After years of being a glorified router and dust collector, I’m sanding back the rust, repainting it, cleaning it, testing and replacing dead components, reinstalling all the vintage software, and seeing what new tricks I can do with it.
If I always wanted something for it in the past but either couldn’t justify or afford it (like an Iomega Jaz Drive), I’m getting them now for it. It’s incredible what a resource eBay is.
I’m relearning all these wonderfully-pointless skills, including DOS upper memory management, handling ISA IRQ conflicts, and sourcing GPUs that are compatible with DOS games, 3.1 and Windows 95 pipe screensavers.
I’m also turning it into a chimera of sorts. My parents threw out our first 486 when we first moved to Singapore, but not before I was able to salvage some late 1980s disk drives and ISA cards from it at the time.
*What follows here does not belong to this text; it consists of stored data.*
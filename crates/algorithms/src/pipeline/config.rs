//! Pipeline configuration

use crate::compositing::{AggregateParams, CompositeParams};
use crate::imagery::IndexParams;
use crate::masking::{is_optical_band, CloudMaskParams};
use crate::resample::{ResampleMethod, ResampleParams};
use chrono::{Datelike, NaiveDate};
use serde::{Deserialize, Serialize};
use std::path::Path;
use verdure_core::bbox::BBox;
use verdure_core::time::parse_date;
use verdure_core::{Error, Result};
use verdure_parallel::ProcessingMode;

/// Everything the pipeline needs to know; values only.
///
/// Loaded from JSON with missing fields taking their defaults, so a config
/// file only has to name what it changes.
#[derive(Debug, Clone, PartialEq, Serialize, Deserialize)]
#[serde(default)]
pub struct PipelineConfig {
    /// Area of interest as WGS84 `[min_lon, min_lat, max_lon, max_lat]`
    pub aoi: BBox,
    /// First day of the query range (inclusive), `YYYY-MM-DD`
    pub start_date: String,
    /// Last day of the query range (exclusive), `YYYY-MM-DD`
    pub end_date: String,
    /// Month of the first window; defaults to the start date's month
    pub start_month: Option<u32>,
    pub month_count: usize,
    /// Output ground sample distance in metres
    pub scale: f64,
    /// EPSG code of the output CRS
    pub crs: u32,
    pub resampling: ResampleMethod,
    pub max_pixels: u64,
    pub masking: CloudMaskParams,
    pub index: IndexParams,
    /// Edge length of processing tiles; `None` processes the grid whole
    pub tile_size: Option<usize>,
    pub processing: ProcessingMode,
}

impl Default for PipelineConfig {
    fn default() -> Self {
        Self {
            aoi: BBox::new(48.180, 30.859, 48.364, 31.080),
            start_date: "2024-03-01".to_string(),
            end_date: "2024-10-31".to_string(),
            start_month: None,
            month_count: 12,
            scale: 10.0,
            crs: 4326,
            resampling: ResampleMethod::Nearest,
            max_pixels: ResampleParams::default().max_pixels,
            masking: CloudMaskParams::default(),
            index: IndexParams::default(),
            tile_size: None,
            processing: ProcessingMode::Parallel,
        }
    }
}

impl PipelineConfig {
    /// Load a JSON config file
    pub fn from_file(path: impl AsRef<Path>) -> Result<Self> {
        let text = std::fs::read_to_string(path.as_ref())?;
        Self::from_json(&text)
    }

    pub fn from_json(text: &str) -> Result<Self> {
        Ok(serde_json::from_str(text)?)
    }

    pub fn to_json(&self) -> Result<String> {
        Ok(serde_json::to_string_pretty(self)?)
    }

    pub fn start(&self) -> Result<NaiveDate> {
        parse_date(&self.start_date)
    }

    pub fn end(&self) -> Result<NaiveDate> {
        parse_date(&self.end_date)
    }

    /// Check every value; nothing is run with an invalid config
    pub fn validate(&self) -> Result<()> {
        self.aoi.validate()?;
        let (start, end) = (self.start()?, self.end()?);
        if end <= start {
            return Err(Error::InvalidParameter {
                name: "end_date",
                value: self.end_date.clone(),
                reason: format!("must be after start_date {}", self.start_date),
            });
        }
        if self.month_count == 0 {
            return Err(invalid("month_count", "0", "at least one month window is required"));
        }
        if let Some(m) = self.start_month {
            if !(1..=12).contains(&m) {
                return Err(invalid("start_month", &m.to_string(), "must be in 1..=12"));
            }
        }
        if !self.scale.is_finite() || self.scale <= 0.0 {
            return Err(invalid("scale", &self.scale.to_string(), "must be a positive number of metres"));
        }
        if self.max_pixels == 0 {
            return Err(invalid("max_pixels", "0", "must be positive"));
        }
        if self.tile_size == Some(0) {
            return Err(invalid("tile_size", "0", "must be positive"));
        }
        self.masking.validate()?;

        let IndexParams {
            positive_band,
            negative_band,
            output_band,
        } = &self.index;
        if positive_band == negative_band {
            return Err(invalid("index", positive_band, "the two index bands must differ"));
        }
        for band in [positive_band, negative_band] {
            if !is_optical_band(band, &self.masking.optical_prefix) {
                return Err(invalid("index", band, "index bands must be optical bands"));
            }
        }
        if output_band.trim().is_empty() {
            return Err(invalid("index.output_band", output_band, "must not be empty"));
        }
        Ok(())
    }

    /// Year and month of the first composite window
    pub fn first_month(&self) -> Result<(i32, u32)> {
        let start = self.start()?;
        Ok((start.year(), self.start_month.unwrap_or_else(|| start.month())))
    }

    pub fn composite_params(&self) -> Result<CompositeParams> {
        let (year, start_month) = self.first_month()?;
        Ok(CompositeParams {
            year,
            start_month,
            month_count: self.month_count,
            band: self.index.output_band.clone(),
        })
    }

    pub fn resample_params(&self) -> ResampleParams {
        ResampleParams {
            target_epsg: self.crs,
            scale: self.scale,
            method: self.resampling,
            max_pixels: self.max_pixels,
        }
    }

    pub fn aggregate_params(&self) -> AggregateParams {
        AggregateParams {
            band: self.index.output_band.clone(),
            resample: Some(self.resample_params()),
        }
    }
}

fn invalid(name: &'static str, value: &str, reason: &str) -> Error {
    Error::InvalidParameter {
        name,
        value: value.to_string(),
        reason: reason.to_string(),
    }
}

#[cfg(test)]
mod tests {
    use super::*;

    #[test]
    fn defaults_are_valid() {
        let cfg = PipelineConfig::default();
        cfg.validate().unwrap();
        assert_eq!(cfg.first_month().unwrap(), (2024, 3));
        let p = cfg.composite_params().unwrap();
        assert_eq!((p.year, p.start_month, p.month_count), (2024, 3, 12));
        assert_eq!(p.band, "NDVI");
        assert_eq!(cfg.resample_params().target_epsg, 4326);
    }

    #[test]
    fn partial_json_fills_defaults() {
        let cfg = PipelineConfig::from_json(
            r#"{ "start_date": "2023-01-01", "end_date": "2024-01-01", "scale": 20,
                 "masking": { "qa_bits": [10] }, "tile_size": 256 }"#,
        )
        .unwrap();
        assert_eq!(cfg.scale, 20.0);
        assert_eq!(cfg.masking.qa_bits, vec![10]);
        assert_eq!(cfg.masking.qa_band, "QA60");
        assert_eq!(cfg.tile_size, Some(256));
        assert_eq!(cfg.aoi, PipelineConfig::default().aoi);
        assert_eq!(cfg.first_month().unwrap(), (2023, 1));
    }

    #[test]
    fn json_round_trip() {
        let cfg = PipelineConfig {
            start_month: Some(1),
            ..Default::default()
        };
        let back = PipelineConfig::from_json(&cfg.to_json().unwrap()).unwrap();
        assert_eq!(back, cfg);
    }

    #[test]
    fn rejects_bad_values() {
        let cases = [
            PipelineConfig { month_count: 0, ..Default::default() },
            PipelineConfig { scale: -10.0, ..Default::default() },
            PipelineConfig { start_month: Some(13), ..Default::default() },
            PipelineConfig { end_date: "2024-02-01".into(), ..Default::default() },
            PipelineConfig { start_date: "March 1".into(), ..Default::default() },
            PipelineConfig { tile_size: Some(0), ..Default::default() },
            PipelineConfig {
                index: IndexParams {
                    positive_band: "B4".into(),
                    negative_band: "B4".into(),
                    output_band: "X".into(),
                },
                ..Default::default()
            },
            PipelineConfig {
                index: IndexParams {
                    positive_band: "SCL".into(),
                    negative_band: "B4".into(),
                    output_band: "X".into(),
                },
                ..Default::default()
            },
            PipelineConfig {
                aoi: BBox::new(1.0, 1.0, 0.0, 2.0),
                ..Default::default()
            },
        ];
        for cfg in cases {
            assert!(cfg.validate().is_err(), "{cfg:?}");
        }
    }
}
I’m realising now most of these are in surprisingly good condition, and are compatible with this machine!
So the end game is to have it boot into DOS and act like the first family machine, then into 95/NT for what the machine originally ran, and finally into Red Hat Linux 6.3 which was my first *nix. I may also throw in BeOS and OS/2 Warp if I can get a tertiary IDE channel up to shoehorn more CF cards into it.
You can track my progress on PCPartPicker, where I’m keeping a running log of parts and adventures. No doubt I’ll also be posting pointless minutea about it here as well.
I hosted my linkblog on del.icio.us from the early days, but moved to Pinboard after it’d been sold/bought and changed one too many times.
I’d been using IFTTT to mirror the links I saved to Pinboard over to del.icio.us, but noticed today the links stopped months ago. My credentials still work on the del.icio.us site, and IFTTT still lists the account as active, but when I re-connect in IFTTT I get a credential failure.
It’s not the end of the world; del.icio.us has had more down than a quilt of late, and I was just using it as a mirror. But it’s yet another step in the once-great service’s gradual demise.